── SOURCE MATERIAL ──

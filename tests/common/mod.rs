//! Common test utilities for distlink scenario and CLI tests.

use std::fs;
use std::path::{Path, PathBuf};

use tempfile::TempDir;

/// Isolated test tree: a temp dir with `src/` and an `out/` destination path.
pub struct TestEnv {
    pub tmp: TempDir,
}

impl TestEnv {
    pub fn new() -> Self {
        let env = Self {
            tmp: tempfile::tempdir().expect("create temp dir"),
        };
        fs::create_dir_all(env.src()).expect("create src dir");
        env
    }

    pub fn src(&self) -> PathBuf {
        self.tmp.path().join("src")
    }

    pub fn out(&self) -> PathBuf {
        self.tmp.path().join("out")
    }

    /// Write a file under `src/`, creating parents.
    pub fn write_src(&self, rel: &str, content: &str) -> PathBuf {
        let path = self.src().join(rel);
        write_file(&path, content);
        path
    }
}

pub fn write_file(path: &Path, content: &str) {
    if let Some(parent) = path.parent() {
        fs::create_dir_all(parent).expect("create parent dirs");
    }
    fs::write(path, content).expect("write file");
}

#[cfg(unix)]
pub fn inode(path: &Path) -> u64 {
    use std::os::unix::fs::MetadataExt;
    fs::metadata(path).expect("stat").ino()
}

───

→ WHAT TO DO
From the line containing "use std::os::unix::fs::MetadataExt;" down to the last line of the data, transcribe every line exactly; nothing else should appear.

→ ANSWER BOX
    use std::os::unix::fs::MetadataExt;
    fs::metadata(path).expect("stat").ino()
}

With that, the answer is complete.